WHAT THE TASK ASKS: Could you reproduce the lines below from the one with "pub fn hold_next(&self)" through the one with "use super::*;"? Keep both ends and add nothing.

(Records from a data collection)
+ + + +

//! Simulated platform collaborators
//!
//! Deterministic in-memory stand-ins for the platform services, paired
//! with probes so tests and demos can script failures and observe calls.

use super::traits::{
    Capability, CaptureDevice, CaptureError, Coordinate, ExportError, LocationError,
    LocationProvider, MediaExporter, MediaHandle, PendingClip, PermissionProvider,
    PermissionStatus,
};
use crate::session::CaptureConfig;
use async_trait::async_trait;
use parking_lot::Mutex;
use std::collections::HashMap;
use std::sync::atomic::{AtomicUsize, Ordering};
use std::sync::Arc;
use std::time::Instant;
use tokio::sync::oneshot;
use uuid::Uuid;

/// Permission provider answering from a fixed verdict table
pub struct SimulatedPermissions {
    verdicts: HashMap<Capability, PermissionStatus>,
}

impl SimulatedPermissions {
    /// Grant exactly the given capabilities; everything else is denied
    pub fn granting(granted: &[Capability]) -> Self {
        let verdicts = granted
            .iter()
            .map(|c| (*c, PermissionStatus::Granted))
            .collect();
        Self { verdicts }
    }

    /// Grant every capability
    pub fn granting_all() -> Self {
        Self::granting(&[
            Capability::Camera,
            Capability::Microphone,
            Capability::MediaLibrary,
            Capability::Location,
        ])
    }

    /// Deny every capability
    pub fn denying_all() -> Self {
        Self {
            verdicts: HashMap::new(),
        }
    }
}

#[async_trait]
impl PermissionProvider for SimulatedPermissions {
    async fn request(&self, capabilities: &[Capability]) -> HashMap<Capability, PermissionStatus> {
        capabilities
            .iter()
            .map(|c| {
                let status = self
                    .verdicts
                    .get(c)
                    .copied()
                    .unwrap_or(PermissionStatus::Denied);
                (*c, status)
            })
            .collect()
    }
}

/// Interior of the simulated camera, shared with its probe
#[derive(Default)]
struct CameraShared {
    /// Sender resolving the clip in flight
    pending: Mutex<Option<oneshot::Sender<Result<MediaHandle, CaptureError>>>>,

    /// When the capture in flight started
    started_at: Mutex<Option<Instant>>,

    /// Config of the most recent start call
    last_config: Mutex<Option<CaptureConfig>>,

    /// Number of start calls observed
    start_calls: AtomicUsize,

    /// Error the next start call fails with
    fail_start: Mutex<Option<CaptureError>>,
}

/// Simulated capture device
///
/// Finishes a clip when `stop` is called, or when the probe resolves it
/// the way a real device does at the maximum duration.
pub struct SimulatedCamera {
    shared: Arc<CameraShared>,
}

impl SimulatedCamera {
    /// Create a camera together with its observation probe
    pub fn new() -> (Self, CameraProbe) {
        let shared = Arc::new(CameraShared::default());
        (
            Self {
                shared: shared.clone(),
            },
            CameraProbe { shared },
        )
    }
}

#[async_trait]
impl CaptureDevice for SimulatedCamera {
    async fn start(&mut self, config: &CaptureConfig) -> Result<PendingClip, CaptureError> {
        self.shared.start_calls.fetch_add(1, Ordering::SeqCst);

        if let Some(err) = self.shared.fail_start.lock().take() {
            return Err(err);
        }

        let (width, height) = config.resolution.dimensions();
        tracing::debug!("Simulated capture started at {}x{}", width, height);

        *self.shared.last_config.lock() = Some(config.clone());
        *self.shared.started_at.lock() = Some(Instant::now());

        let (tx, rx) = oneshot::channel();
        *self.shared.pending.lock() = Some(tx);
        Ok(rx)
    }

    async fn stop(&mut self) {
        let pending = self.shared.pending.lock().take();
        if let Some(tx) = pending {
            let duration_ms = self
                .shared
                .started_at
                .lock()
                .take()
                .map(|t| t.elapsed().as_secs_f64() * 1000.0)
                .unwrap_or(0.0);
            let clip = MediaHandle::new(
                format!("file:///captures/{}.mp4", Uuid::new_v4()),
                duration_ms,
            );
            let _ = tx.send(Ok(clip));
        }
    }
}

/// Observation and scripting handle for a [`SimulatedCamera`]
#[derive(Clone)]
pub struct CameraProbe {
    shared: Arc<CameraShared>,
}

impl CameraProbe {
    /// Number of start calls the device has seen
    pub fn start_calls(&self) -> usize {
        self.shared.start_calls.load(Ordering::SeqCst)
    }

    /// Config of the most recent start call
    pub fn last_config(&self) -> Option<CaptureConfig> {
        self.shared.last_config.lock().clone()
    }

    /// Whether a capture is currently in flight
    pub fn is_capturing(&self) -> bool {
        self.shared.pending.lock().is_some()
    }

    /// Resolve the capture in flight with the given clip, as the device
    /// does when the maximum duration elapses
    ///
    /// Returns false when no capture is in flight.
    pub fn complete_with(&self, clip: MediaHandle) -> bool {
        match self.shared.pending.lock().take() {
            Some(tx) => tx.send(Ok(clip)).is_ok(),
            None => false,
        }
    }

    /// Resolve the capture in flight with a failure
    pub fn fail_capture(&self, error: CaptureError) -> bool {
        match self.shared.pending.lock().take() {
            Some(tx) => tx.send(Err(error)).is_ok(),
            None => false,
        }
    }

    /// Drop the capture in flight without resolving it
    pub fn drop_capture(&self) {
        self.shared.pending.lock().take();
    }

    /// Make the next start call fail
    pub fn fail_next_start(&self, error: CaptureError) {
        *self.shared.fail_start.lock() = Some(error);
    }
}

/// Interior of the simulated exporter, shared with its probe
#[derive(Default)]
struct ExporterShared {
    /// Clips passed to share, including failed attempts
    shares: Mutex<Vec<MediaHandle>>,

    /// Clips passed to save_to_library, including failed attempts
    saves: Mutex<Vec<MediaHandle>>,

    /// Gate the next export waits on before settling
    gate: Mutex<Option<oneshot::Receiver<()>>>,

    /// Error the next export fails with
    fail_next: Mutex<Option<ExportError>>,
}

/// Simulated share/save backend
pub struct SimulatedExporter {
    shared: Arc<ExporterShared>,
}

impl SimulatedExporter {
    /// Create an exporter together with its observation probe
    pub fn new() -> (Self, ExporterProbe) {
        let shared = Arc::new(ExporterShared::default());
        (
            Self {
                shared: shared.clone(),
            },
            ExporterProbe { shared },
        )
    }

    async fn settle(
        &self,
        clip: &MediaHandle,
        log: &Mutex<Vec<MediaHandle>>,
    ) -> Result<(), ExportError> {
        log.lock().push(clip.clone());

        let gate = self.shared.gate.lock().take();
        if let Some(gate) = gate {
            let _ = gate.await;
        }

        match self.shared.fail_next.lock().take() {
            Some(err) => Err(err),
            None => Ok(()),
        }
    }
}

#[async_trait]
impl MediaExporter for SimulatedExporter {
    async fn share(&mut self, clip: &MediaHandle) -> Result<(), ExportError> {
        self.settle(clip, &self.shared.shares).await
    }

    async fn save_to_library(&mut self, clip: &MediaHandle) -> Result<(), ExportError> {
        self.settle(clip, &self.shared.saves).await
    }
}

/// Observation and scripting handle for a [`SimulatedExporter`]
#[derive(Clone)]
pub struct ExporterProbe {
    shared: Arc<ExporterShared>,
}

impl ExporterProbe {
    /// Clips passed to share so far
    pub fn shared_clips(&self) -> Vec<MediaHandle> {
        self.shared.shares.lock().clone()
    }

    /// Clips passed to save_to_library so far
    pub fn saved_clips(&self) -> Vec<MediaHandle> {
        self.shared.saves.lock().clone()
    }

    /// Total number of export calls observed
    pub fn export_calls(&self) -> usize {
        self.shared.shares.lock().len() + self.shared.saves.lock().len()
    }

    /// Hold the next export until the returned trigger fires or is dropped
    pub fn hold_next(&self) -> oneshot::Sender<()> {
        let (tx, rx) = oneshot::channel();
        *self.shared.gate.lock() = Some(rx);
        tx
    }

    /// Make the next export fail
    pub fn fail_next(&self, error: ExportError) {
        *self.shared.fail_next.lock() = Some(error);
    }
}

/// Simulated geolocation backend with a fixed outcome
pub struct SimulatedLocator {
    outcome: Result<Coordinate, LocationError>,
    fetch_calls: AtomicUsize,
}

impl SimulatedLocator {
    /// Locator answering every fetch with a fix at the given coordinates
    pub fn at(latitude: f64, longitude: f64) -> Self {
        Self {
            outcome: Ok(Coordinate::new(latitude, longitude)),
            fetch_calls: AtomicUsize::new(0),
        }
    }

    /// Locator answering every fetch with the given error
    pub fn failing(error: LocationError) -> Self {
        Self {
            outcome: Err(error),
            fetch_calls: AtomicUsize::new(0),
        }
    }

    /// Number of fetches observed
    pub fn fetch_calls(&self) -> usize {
        self.fetch_calls.load(Ordering::SeqCst)
    }
}

#[async_trait]
impl LocationProvider for SimulatedLocator {
    async fn fetch_position(&self) -> Result<Coordinate, LocationError> {
        self.fetch_calls.fetch_add(1, Ordering::SeqCst);
        self.outcome.clone()
    }
}

#[cfg(test)]
mod tests {
    use super::*;

    #[tokio::test]
    async fn test_permission_table_answers_per_capability() {
        let provider = SimulatedPermissions::granting(&[Capability::Camera]);
        let verdicts = provider
            .request(&[Capability::Camera, Capability::Microphone])
            .await;

        assert_eq!(
            verdicts.get(&Capability::Camera),
            Some(&PermissionStatus::Granted)
        );
        assert_eq!(
            verdicts.get(&Capability::Microphone),
            Some(&PermissionStatus::Denied)
        );
    }

    #[tokio::test]
    async fn test_camera_mints_a_clip_on_stop() {
        let (mut camera, probe) = SimulatedCamera::new();
        let pending = camera.start(&CaptureConfig::default()).await.unwrap();
        assert!(probe.is_capturing());

        camera.stop().await;
        assert!(!probe.is_capturing());

        let clip = pending.await.unwrap().unwrap();
        assert!(clip.uri.starts_with("file:///captures/"));
        assert!(clip.uri.ends_with(".mp4"));
    }

    #[tokio::test]
    async fn test_camera_stop_without_capture_is_a_noop() {
        let (mut camera, probe) = SimulatedCamera::new();
        camera.stop().await;
        assert!(!probe.is_capturing());
        assert_eq!(probe.start_calls(), 0);
    }

    #[tokio::test]
    async fn test_exporter_records_attempts_in_order() {
        let (mut exporter, probe) = SimulatedExporter::new();
        let clip = MediaHandle::new("file:///captures/attempt.mp4", 250.0);

        exporter.share(&clip).await.unwrap();
        probe.fail_next(ExportError::Rejected("cancelled".to_string()));
        let err = exporter.save_to_library(&clip).await.unwrap_err();

        assert_eq!(err, ExportError::Rejected("cancelled".to_string()));
        assert_eq!(probe.shared_clips(), vec![clip.clone()]);
        assert_eq!(probe.saved_clips(), vec![clip]);
        assert_eq!(probe.export_calls(), 2);
    }

    #[tokio::test]
    async fn test_locator_counts_fetches() {
        let locator = SimulatedLocator::at(48.8584, 2.2945);
        assert_eq!(locator.fetch_calls(), 0);

        let fix = locator.fetch_position().await.unwrap();
        assert_eq!(fix.latitude, 48.8584);
        assert_eq!(locator.fetch_calls(), 1);
    }
}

+ + + +

EXERCISE ANSWER:
    pub fn hold_next(&self) -> oneshot::Sender<()> {
        let (tx, rx) = oneshot::channel();
        *self.shared.gate.lock() = Some(rx);
        tx
    }

    /// Make the next export fail
    pub fn fail_next(&self, error: ExportError) {
        *self.shared.fail_next.lock() = Some(error);
    }
}

/// Simulated geolocation backend with a fixed outcome
pub struct SimulatedLocator {
    outcome: Result<Coordinate, LocationError>,
    fetch_calls: AtomicUsize,
}

impl SimulatedLocator {
    /// Locator answering every fetch with a fix at the given coordinates
    pub fn at(latitude: f64, longitude: f64) -> Self {
        Self {
            outcome: Ok(Coordinate::new(latitude, longitude)),
            fetch_calls: AtomicUsize::new(0),
        }
    }

    /// Locator answering every fetch with the given error
    pub fn failing(error: LocationError) -> Self {
        Self {
            outcome: Err(error),
            fetch_calls: AtomicUsize::new(0),
        }
    }

    /// Number of fetches observed
    pub fn fetch_calls(&self) -> usize {
        self.fetch_calls.load(Ordering::SeqCst)
    }
}

#[async_trait]
impl LocationProvider for SimulatedLocator {
    async fn fetch_position(&self) -> Result<Coordinate, LocationError> {
        self.fetch_calls.fetch_add(1, Ordering::SeqCst);
        self.outcome.clone()
    }
}

#[cfg(test)]
mod tests {
    use super::*;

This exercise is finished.